:: INSTRUCTIONS FOR THE TASK ::
Among these entries, count the lines containing the word "exactly" and answer with only the number.

== SUPPLIED RECORDS ==

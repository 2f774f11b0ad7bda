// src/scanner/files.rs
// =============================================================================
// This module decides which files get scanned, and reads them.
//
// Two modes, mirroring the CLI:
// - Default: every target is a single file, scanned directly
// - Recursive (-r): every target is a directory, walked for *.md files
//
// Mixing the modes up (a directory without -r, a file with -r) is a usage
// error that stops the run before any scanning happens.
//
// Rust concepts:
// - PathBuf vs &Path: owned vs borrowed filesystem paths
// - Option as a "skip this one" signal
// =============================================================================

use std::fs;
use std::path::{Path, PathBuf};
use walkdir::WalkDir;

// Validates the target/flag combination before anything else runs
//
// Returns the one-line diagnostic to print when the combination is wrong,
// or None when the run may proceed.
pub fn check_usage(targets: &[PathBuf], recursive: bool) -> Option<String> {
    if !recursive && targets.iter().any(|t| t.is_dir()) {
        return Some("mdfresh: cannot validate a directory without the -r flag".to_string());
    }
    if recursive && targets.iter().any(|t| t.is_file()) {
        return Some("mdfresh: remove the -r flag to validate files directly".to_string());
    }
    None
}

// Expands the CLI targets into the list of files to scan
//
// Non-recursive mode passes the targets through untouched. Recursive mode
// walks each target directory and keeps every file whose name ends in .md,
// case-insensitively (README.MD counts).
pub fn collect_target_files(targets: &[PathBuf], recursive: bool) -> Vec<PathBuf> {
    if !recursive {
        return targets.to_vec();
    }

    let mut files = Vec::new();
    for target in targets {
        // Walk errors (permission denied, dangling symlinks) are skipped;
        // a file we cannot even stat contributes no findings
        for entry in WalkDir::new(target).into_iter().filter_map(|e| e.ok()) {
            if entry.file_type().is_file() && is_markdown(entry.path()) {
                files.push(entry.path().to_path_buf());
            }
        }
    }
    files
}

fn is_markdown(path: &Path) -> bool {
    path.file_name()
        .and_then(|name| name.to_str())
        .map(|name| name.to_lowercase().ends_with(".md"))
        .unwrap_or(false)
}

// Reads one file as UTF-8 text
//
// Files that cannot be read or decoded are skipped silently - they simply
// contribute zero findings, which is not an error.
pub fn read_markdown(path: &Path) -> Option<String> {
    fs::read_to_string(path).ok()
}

===
== SUPPLIED RECORDS ==

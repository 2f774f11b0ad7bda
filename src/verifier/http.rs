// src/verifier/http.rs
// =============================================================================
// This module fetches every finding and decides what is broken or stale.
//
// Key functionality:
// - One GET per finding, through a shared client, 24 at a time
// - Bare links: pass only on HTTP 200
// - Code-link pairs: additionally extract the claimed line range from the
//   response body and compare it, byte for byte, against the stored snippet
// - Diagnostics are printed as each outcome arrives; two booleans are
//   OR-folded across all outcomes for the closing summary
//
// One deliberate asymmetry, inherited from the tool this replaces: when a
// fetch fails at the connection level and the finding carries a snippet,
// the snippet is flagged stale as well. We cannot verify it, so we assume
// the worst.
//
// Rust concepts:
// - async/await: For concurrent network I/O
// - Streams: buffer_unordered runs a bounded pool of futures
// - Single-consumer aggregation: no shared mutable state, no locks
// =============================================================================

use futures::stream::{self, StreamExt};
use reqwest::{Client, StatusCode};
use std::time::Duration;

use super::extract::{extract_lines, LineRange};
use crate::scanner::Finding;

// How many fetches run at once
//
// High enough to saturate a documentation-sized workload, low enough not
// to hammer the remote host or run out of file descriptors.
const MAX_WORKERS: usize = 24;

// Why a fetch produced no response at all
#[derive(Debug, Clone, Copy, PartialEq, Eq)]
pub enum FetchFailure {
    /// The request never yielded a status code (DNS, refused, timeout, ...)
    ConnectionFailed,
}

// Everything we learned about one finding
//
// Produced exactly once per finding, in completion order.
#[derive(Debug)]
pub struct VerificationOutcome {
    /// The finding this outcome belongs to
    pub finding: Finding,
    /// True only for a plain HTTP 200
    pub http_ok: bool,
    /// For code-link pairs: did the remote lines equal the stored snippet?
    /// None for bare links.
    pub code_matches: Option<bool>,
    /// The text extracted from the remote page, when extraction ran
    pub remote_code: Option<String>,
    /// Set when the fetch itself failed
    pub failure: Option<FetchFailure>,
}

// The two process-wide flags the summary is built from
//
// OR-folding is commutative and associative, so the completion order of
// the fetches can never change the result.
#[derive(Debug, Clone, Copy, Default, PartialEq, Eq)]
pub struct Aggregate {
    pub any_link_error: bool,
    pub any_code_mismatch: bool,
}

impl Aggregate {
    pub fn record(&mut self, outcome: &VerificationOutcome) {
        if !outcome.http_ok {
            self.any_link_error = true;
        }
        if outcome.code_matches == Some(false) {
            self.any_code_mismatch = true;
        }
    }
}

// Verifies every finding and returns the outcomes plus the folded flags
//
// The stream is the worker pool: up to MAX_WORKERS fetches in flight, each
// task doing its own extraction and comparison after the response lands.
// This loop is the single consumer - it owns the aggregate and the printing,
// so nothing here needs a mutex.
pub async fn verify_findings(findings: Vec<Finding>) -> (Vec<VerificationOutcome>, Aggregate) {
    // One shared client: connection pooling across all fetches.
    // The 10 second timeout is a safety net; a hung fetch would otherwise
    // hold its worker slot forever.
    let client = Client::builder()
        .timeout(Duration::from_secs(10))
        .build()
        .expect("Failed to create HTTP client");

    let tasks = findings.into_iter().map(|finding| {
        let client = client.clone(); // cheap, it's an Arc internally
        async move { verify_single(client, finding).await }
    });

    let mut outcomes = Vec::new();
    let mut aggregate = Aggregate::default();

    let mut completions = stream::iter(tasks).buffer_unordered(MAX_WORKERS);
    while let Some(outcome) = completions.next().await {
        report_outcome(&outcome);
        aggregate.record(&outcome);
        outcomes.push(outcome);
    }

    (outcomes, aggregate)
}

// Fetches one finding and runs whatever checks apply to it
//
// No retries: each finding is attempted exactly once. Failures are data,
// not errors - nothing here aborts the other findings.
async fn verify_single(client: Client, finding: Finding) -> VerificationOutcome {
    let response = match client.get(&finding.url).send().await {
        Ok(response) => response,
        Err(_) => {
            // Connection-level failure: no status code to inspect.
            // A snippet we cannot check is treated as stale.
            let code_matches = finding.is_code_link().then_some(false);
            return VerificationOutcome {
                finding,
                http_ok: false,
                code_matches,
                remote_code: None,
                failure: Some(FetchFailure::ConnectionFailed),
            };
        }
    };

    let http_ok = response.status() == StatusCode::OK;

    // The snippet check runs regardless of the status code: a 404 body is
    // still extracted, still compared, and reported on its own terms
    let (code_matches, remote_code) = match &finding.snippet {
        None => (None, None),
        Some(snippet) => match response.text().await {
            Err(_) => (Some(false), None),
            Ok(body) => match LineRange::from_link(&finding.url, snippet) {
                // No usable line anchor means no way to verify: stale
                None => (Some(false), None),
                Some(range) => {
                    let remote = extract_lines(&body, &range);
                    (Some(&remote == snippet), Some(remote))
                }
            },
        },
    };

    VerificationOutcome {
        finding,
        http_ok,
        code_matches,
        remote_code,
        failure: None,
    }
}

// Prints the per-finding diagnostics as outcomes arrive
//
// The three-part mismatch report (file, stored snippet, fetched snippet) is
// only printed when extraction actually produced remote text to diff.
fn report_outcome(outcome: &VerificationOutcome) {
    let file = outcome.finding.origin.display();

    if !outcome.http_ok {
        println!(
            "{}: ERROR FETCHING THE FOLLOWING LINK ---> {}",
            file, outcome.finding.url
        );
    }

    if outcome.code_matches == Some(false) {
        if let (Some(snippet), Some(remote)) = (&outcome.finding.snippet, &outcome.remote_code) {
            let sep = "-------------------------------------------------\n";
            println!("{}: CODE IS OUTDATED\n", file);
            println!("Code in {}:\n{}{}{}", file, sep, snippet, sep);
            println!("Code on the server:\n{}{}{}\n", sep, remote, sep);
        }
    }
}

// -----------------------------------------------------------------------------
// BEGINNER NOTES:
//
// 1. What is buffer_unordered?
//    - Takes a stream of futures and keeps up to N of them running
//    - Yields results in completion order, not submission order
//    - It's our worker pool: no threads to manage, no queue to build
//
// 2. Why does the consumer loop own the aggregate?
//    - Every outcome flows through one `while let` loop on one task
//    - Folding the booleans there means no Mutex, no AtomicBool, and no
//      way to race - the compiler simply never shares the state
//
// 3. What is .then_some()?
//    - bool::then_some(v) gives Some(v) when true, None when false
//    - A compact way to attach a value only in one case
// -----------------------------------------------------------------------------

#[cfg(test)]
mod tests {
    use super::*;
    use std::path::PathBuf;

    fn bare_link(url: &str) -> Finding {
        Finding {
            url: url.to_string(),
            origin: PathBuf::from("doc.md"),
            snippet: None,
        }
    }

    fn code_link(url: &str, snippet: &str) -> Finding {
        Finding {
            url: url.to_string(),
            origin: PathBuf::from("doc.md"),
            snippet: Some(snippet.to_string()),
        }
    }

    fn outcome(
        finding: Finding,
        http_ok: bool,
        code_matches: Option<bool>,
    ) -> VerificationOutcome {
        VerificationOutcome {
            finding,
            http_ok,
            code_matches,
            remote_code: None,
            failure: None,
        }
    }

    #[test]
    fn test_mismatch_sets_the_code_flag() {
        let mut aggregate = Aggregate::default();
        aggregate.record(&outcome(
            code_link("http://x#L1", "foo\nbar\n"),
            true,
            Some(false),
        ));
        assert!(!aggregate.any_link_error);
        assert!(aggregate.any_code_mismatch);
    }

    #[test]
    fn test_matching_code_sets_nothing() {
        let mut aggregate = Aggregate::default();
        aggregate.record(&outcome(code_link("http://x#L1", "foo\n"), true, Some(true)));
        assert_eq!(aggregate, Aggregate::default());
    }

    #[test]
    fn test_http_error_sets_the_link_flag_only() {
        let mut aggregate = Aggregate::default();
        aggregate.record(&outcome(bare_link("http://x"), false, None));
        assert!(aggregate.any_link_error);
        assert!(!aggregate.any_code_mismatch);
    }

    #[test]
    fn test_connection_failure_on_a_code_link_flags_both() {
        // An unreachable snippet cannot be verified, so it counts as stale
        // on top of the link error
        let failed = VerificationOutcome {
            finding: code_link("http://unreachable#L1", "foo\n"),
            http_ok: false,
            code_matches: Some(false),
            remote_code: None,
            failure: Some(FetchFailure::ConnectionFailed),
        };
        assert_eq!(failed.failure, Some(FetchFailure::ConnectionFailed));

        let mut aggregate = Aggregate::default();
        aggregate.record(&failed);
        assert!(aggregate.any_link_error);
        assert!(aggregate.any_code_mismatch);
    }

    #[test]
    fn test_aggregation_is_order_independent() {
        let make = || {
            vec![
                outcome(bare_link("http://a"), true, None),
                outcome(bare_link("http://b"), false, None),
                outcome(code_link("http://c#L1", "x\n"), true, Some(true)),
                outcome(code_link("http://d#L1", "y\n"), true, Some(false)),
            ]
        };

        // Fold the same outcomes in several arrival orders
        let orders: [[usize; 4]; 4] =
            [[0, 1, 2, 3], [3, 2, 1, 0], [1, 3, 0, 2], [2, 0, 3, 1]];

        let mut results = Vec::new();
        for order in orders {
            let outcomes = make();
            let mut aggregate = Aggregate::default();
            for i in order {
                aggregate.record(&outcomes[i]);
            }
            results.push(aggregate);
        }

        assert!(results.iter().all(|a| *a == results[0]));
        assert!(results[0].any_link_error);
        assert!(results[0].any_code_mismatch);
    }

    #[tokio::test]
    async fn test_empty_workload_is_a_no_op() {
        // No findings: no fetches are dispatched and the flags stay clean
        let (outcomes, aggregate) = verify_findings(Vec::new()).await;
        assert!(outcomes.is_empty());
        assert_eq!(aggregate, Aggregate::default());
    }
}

===

:: RESPONSE ::
2